### YOUR OBJECTIVE
Please return every line in the entries below with the word "presets" in it.

==============================

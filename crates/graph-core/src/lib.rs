// File: crates/graph-core/src/lib.rs
// Summary: Core library entry point; exports public API for graph construction and rendering.

pub mod curve;
pub mod error;
pub mod geometry;
pub mod graph;
pub mod grid;
pub mod scale;
pub mod style;
pub mod text;
pub mod theme;
pub mod types;

pub use error::GraphError;
pub use geometry::{Path, PathVerb, PxPoint};
pub use graph::{Graph, GraphLayout, RenderOptions};
pub use scale::GraphScale;
pub use style::GraphStyle;
pub use text::TextShaper;
pub use theme::Theme;
pub use types::GraphPoint;
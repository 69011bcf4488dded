// File: crates/graph-core/src/theme.rs
// Summary: Color themes for graph rendering, including gradient stop sequences.

use skia_safe as skia;

/// Color roles for one graph render. The two stop sequences feed vertical
/// gradients: `line_stops` strokes the curve, `shadow_stops` fills the area
/// beneath it (top stop first).
#[derive(Clone, Debug)]
pub struct Theme {
    pub name: &'static str,
    pub background: skia::Color,
    pub grid_line: skia::Color,
    pub label_text: skia::Color,
    pub line_stops: Vec<skia::Color>,
    pub shadow_stops: Vec<skia::Color>,
    pub dot: skia::Color,
}

impl Theme {
    /// Steel-blue dusk theme; the crate default.
    pub fn dusk() -> Self {
        Self {
            name: "dusk",
            background: skia::Color::from_argb(255, 0x2e, 0x3d, 0x4c),
            grid_line: skia::Color::from_argb(255, 0, 0, 0),
            label_text: skia::Color::from_argb(255, 255, 255, 255),
            line_stops: vec![
                skia::Color::from_argb(255, 255, 255, 0),
                skia::Color::from_argb(255, 255, 0, 255),
            ],
            shadow_stops: vec![
                skia::Color::from_argb(51, 255, 255, 0),
                skia::Color::from_argb(26, 255, 0, 255),
                skia::Color::from_argb(0, 0, 0, 0),
            ],
            dot: skia::Color::from_argb(255, 255, 0, 255),
        }
    }

    pub fn light() -> Self {
        Self {
            name: "light",
            background: skia::Color::from_argb(255, 250, 250, 252),
            grid_line: skia::Color::from_argb(255, 210, 210, 218),
            label_text: skia::Color::from_argb(255, 30, 30, 40),
            line_stops: vec![
                skia::Color::from_argb(255, 32, 120, 200),
                skia::Color::from_argb(255, 90, 60, 220),
            ],
            shadow_stops: vec![
                skia::Color::from_argb(60, 32, 120, 200),
                skia::Color::from_argb(30, 90, 60, 220),
                skia::Color::from_argb(0, 0, 0, 0),
            ],
            dot: skia::Color::from_argb(255, 90, 60, 220),
        }
    }

    pub fn midnight() -> Self {
        Self {
            name: "midnight",
            background: skia::Color::from_argb(255, 18, 18, 20),
            grid_line: skia::Color::from_argb(255, 40, 40, 45),
            label_text: skia::Color::from_argb(255, 235, 235, 245),
            line_stops: vec![
                skia::Color::from_argb(255, 64, 160, 255),
                skia::Color::from_argb(255, 40, 200, 120),
            ],
            shadow_stops: vec![
                skia::Color::from_argb(70, 64, 160, 255),
                skia::Color::from_argb(35, 40, 200, 120),
                skia::Color::from_argb(0, 0, 0, 0),
            ],
            dot: skia::Color::from_argb(255, 40, 200, 120),
        }
    }
}

impl Default for Theme {
    fn default() -> Self {
        Self::dusk()
    }
}

/// Return a list of built-in theme presets.
pub fn presets() -> Vec<Theme> {
    vec![Theme::dusk(), Theme::light(), Theme::midnight()]
}

/// Find a theme by its `name`, falling back to dusk.
pub fn find(name: &str) -> Theme {
    for t in presets() {
        if t.name.eq_ignore_ascii_case(name) {
            return t;
        }
    }
    Theme::dusk()
}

==============================

### TASK SOLUTION
/// Return a list of built-in theme presets.
pub fn presets() -> Vec<Theme> {
    for t in presets() {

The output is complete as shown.